Der auch international bekannte Historiker, Professor an der Universität von Dar es Salaam Oswald Masebo, stuft die deutschen Verbrechen während des Maji-Maji-Krieges als Völkermord ein, wofür „die große Zahl an Tötungen im Zusammenhang mit dem Krieg, die Zerstörungen und die herbeigeführte Hungersnot“ stehen. Van Riel verweist darauf, dass die Völkermordkonvention der Vereinten Nationen in Artikel 2 Handlungen als Völkermord definiert, »die in der Absicht begangen« werden, »eine nationale, ethnische, rassische oder religiöse Gruppe als solche ganz oder teilweise zu zerstören«. Darunter fallen die gezielte »Tötung von Mitgliedern der Gruppe«, die »Verursachung von schwerem körperlichen oder seelischen Schaden« und die »vorsätzliche Auferlegung von Lebensbedingungen für die Gruppe, die geeignet sind, ihre körperliche Zerstörung« herbeizuführen.

Im Gegensatz zu dem meist isolierten antikolonialen Widerstand – so erhoben sich die Nama erst nach der Niederlage der Herrero – handelten im Maji-Maji-Aufstand die verschiedenen Stämme und ethnischen Gruppen, von denen 120 existierten, in einem Bündnis. Der Autor schildert, dass man im Nationalmuseum von Tansania erfährt, warum die Erhebung als »Maji-Maji«-Aufstand in die Geschichte des Befreiungskampfes einging. Erzählt wird das Leben von Nduna Mkomanile, einer Herrscherin der Ngoni-Ethnie, die zusammen mit anderen Frauen und Männern zum Widerstand aufrief und am 27. Februar 1906 mit 66 weiteren lokalen afrikanischen Anführern von den deutschen Kolonialisten hingerichtet wurde. Die mutige Frau half, »Maji«, das Kiswahili-Wort für »Wasser«, unter den antikolonialen Befreiungskämpfern zu verteilen und nannte es ein Zauberwasser, das zwar nicht, wie es die Verteiler der Flüssigkeit versprachen, dazu führte, dass sich die deutschen Gewehrkugeln in Wasser verwandelten, aber es im Kampf gegen die übermächtigen Deutschen Mut machte. Der 27. Februar ist Jahr für Jahr Anlass zum Gedenken an den Kampf gegen das koloniale Unrecht und an den Veranstaltungen nehmen hochrangige tansanische Politiker teil.
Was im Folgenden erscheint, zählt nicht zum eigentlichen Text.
//! Prompt construction for outline and chunk calls.

use std::fmt::Write;

use crate::generation::ChunkRequest;
use crate::trip::{Budget, ContextArticle, TripPreferences};

/// Context articles are trimmed to this many characters.
const MAX_ARTICLE_CHARS: usize = 500;

const ROLE: &str = "You are a travel planner who writes practical, vivid itineraries. \
Prefer places locals actually go to, keep timings realistic including travel time, \
and avoid robotic lists.";

const OUTLINE_TASK: &str = r#"Plan the route of the trip at a low level of detail.
Respond with a single JSON object and nothing else:
{
  "destination": "string",
  "description": "one paragraph",
  "days": [
    {"day": 1, "title": "string", "overnight_location": "string", "highlight_areas": ["string"]}
  ]
}
Number days from 1 without gaps."#;

const CHUNK_TASK: &str = r#"Write the detailed schedule for the requested days only, following the outline.
Respond with a single JSON object and nothing else:
{
  "days": [
    {
      "day": 1,
      "title": "string",
      "activities": [
        {"time": "09:00", "name": "string", "description": "1-2 sentences", "kind": "spot|meal|transit|accommodation|other", "location": "string"}
      ]
    }
  ]
}"#;

/// System prompt for the outline call.
pub fn outline_system(context: &[ContextArticle]) -> String {
    let mut system = format!("{ROLE}\n\n[TASK]\n{OUTLINE_TASK}");
    push_context(&mut system, context);
    system
}

/// User prompt for the outline call.
pub fn outline_prompt(preferences: &TripPreferences) -> String {
    let mut prompt = String::from("[TRAVELER]\n");
    push_preferences(&mut prompt, preferences);
    match preferences.duration.days() {
        0 => prompt.push_str("Duration: choose a sensible length for the destination.\n"),
        days => {
            let _ = writeln!(prompt, "Duration: exactly {days} days.");
        }
    }
    prompt
}

/// System prompt for a chunk call.
pub fn chunk_system(request: &ChunkRequest) -> String {
    let mut system = format!("{ROLE}\n\n[TASK]\n{CHUNK_TASK}");
    push_context(&mut system, &request.context);
    system
}

/// User prompt for a chunk call.
pub fn chunk_prompt(request: &ChunkRequest) -> String {
    let mut prompt = String::from("[TRAVELER]\n");
    push_preferences(&mut prompt, &request.preferences);

    let _ = writeln!(
        prompt,
        "\n[DAYS]\nWrite days {} to {} of a {}-day trip to {}.",
        request.range.start,
        request.range.end,
        request.preferences.duration.days(),
        request.destination
    );
    if let Some(location) = &request.previous_overnight_location {
        let _ = writeln!(prompt, "The traveler starts day {} in {}.", request.range.start, location);
    }

    prompt.push_str("\n[OUTLINE]\n");
    for day in &request.outline_days {
        let _ = write!(
            prompt,
            "Day {}: {} (overnight: {})",
            day.day, day.title, day.overnight_location
        );
        if !day.highlight_areas.is_empty() {
            let _ = write!(prompt, " - {}", day.highlight_areas.join(", "));
        }
        prompt.push('\n');
    }

    let pinned: Vec<_> = request
        .preferences
        .transit_segments
        .iter()
        .filter(|s| s.day.is_some_and(|d| request.range.contains(d)))
        .collect();
    if !pinned.is_empty() {
        prompt.push_str("\n[BOOKED TRANSIT]\nKeep these exactly as given:\n");
        for segment in pinned {
            let _ = writeln!(
                prompt,
                "Day {}: {:?} {} -> {} {}",
                segment.day.unwrap_or_default(),
                segment.mode,
                segment.departure_place,
                segment.arrival_place,
                segment.departure_time.as_deref().unwrap_or("")
            );
        }
    }

    prompt
}

fn push_preferences(out: &mut String, preferences: &TripPreferences) {
    match preferences.destination_label() {
        Some(destination) if preferences.destination_decided => {
            let _ = writeln!(out, "Destination: {destination}");
        }
        _ => {
            let region = preferences.region.as_deref().unwrap_or("anywhere");
            let _ = writeln!(out, "Destination: not decided, suggest one in {region}");
        }
    }
    if let Some(vibe) = &preferences.vibe {
        let _ = writeln!(out, "Mood: {vibe}");
    }
    let _ = writeln!(out, "Companions: {:?}", preferences.companions);
    if !preferences.themes.is_empty() {
        let themes: Vec<&str> = preferences.themes.iter().map(String::as_str).collect();
        let _ = writeln!(out, "Themes: {}", themes.join(", "));
    }
    match &preferences.budget {
        Some(Budget::Tier(tier)) => {
            let _ = writeln!(out, "Budget: {:?}", tier);
        }
        Some(Budget::Range { min, max, currency }) => {
            let _ = writeln!(
                out,
                "Budget: {min}-{max} {}",
                currency.as_deref().unwrap_or("")
            );
        }
        None => {}
    }
    if let Some(pace) = preferences.pace {
        let _ = writeln!(out, "Pace: {:?}", pace);
    }
    if !preferences.must_visit_places.is_empty() {
        let _ = writeln!(out, "Must visit: {}", preferences.must_visit_places.join(", "));
    }
    if !preferences.notes.trim().is_empty() {
        let _ = writeln!(out, "Notes: {}", preferences.notes.trim());
    }
}

fn push_context(out: &mut String, context: &[ContextArticle]) {
    if context.is_empty() {
        return;
    }
    out.push_str("\n\n[CONTEXT]\nPrefer recommendations from these articles:\n");
    for (i, article) in context.iter().enumerate() {
        let _ = writeln!(out, "[ARTICLE_{}] {} ({})", i + 1, article.title, article.url);
        if let Some(snippet) = &article.snippet {
            let trimmed: String = snippet.chars().take(MAX_ARTICLE_CHARS).collect();
            let _ = writeln!(out, "{trimmed}");
        }
    }
}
Im 5. Kapitel „Verdrängen und Vergessen“ listet der Autor auf, wie in der Bundesrepublik auf Straßen und Monumenten die Völkermordverbrecher als Helden gefeiert werden. Im 1991 von der Bundeswehr veröffentlichten Liederbuch »Kameraden singt!« wurden neben Hits aus der Nazizeit wie dem »Westerwaldlied« die Kolonialzeit mit »Heia Safari« gefeiert, ein schmaler »Negerpfad« sowie die »Träger und Askari« der Kolonialtruppen besungen. „In der rechtsextremen Szene der Bundesrepublik wird nicht nur der Holocaust, sondern auch der Völkermord an den Herero und Nama geleugnet“, so Riel weiter, der anfügt, dass der spätere CDU-Politiker und langjährige Bundeskanzler Konrad Adenauer 1931 Vizepräsident der 1887 gegründeten Deutschen Kolonialgesellschaft war, und dass die deutsche Kolonialgeschichte in der Bundesrepublik so lange verherrlicht werden konnte, weil die große Mehrheit der Westdeutschen, die sich überhaupt mit dem Thema beschäftigten, es als rechtmäßig ansah, dass das Kaiserreich über Kolonien verfügte und die dortigen Widerstände niederschlug. Dazu trägt der Schulunterricht bei, in dem es „so gut wie keine rassismuskritische Auseinandersetzung im Zusammenhang mit dem Kolonialismus in den Schulbüchern gibt“. So sollten 2022 in Baden Württemberg Schüler der 9. Und 10. Klasse die Frage beantworten, welche „positiven Auswirkungen die deutsche Kolonisierung auf den afrikanischen Kontinent hatte“.

Bibliographische Angaben:

Aert van Riel, Der verschwiegene Völkermord. Deutsche Kolonialverbrechen in Ostafrika und ihre Folgen. 178 Seiten, Bindung: Broschur, Verlag: Papyrossa, 2023, Preis: 16,90 EUR (Deutschland)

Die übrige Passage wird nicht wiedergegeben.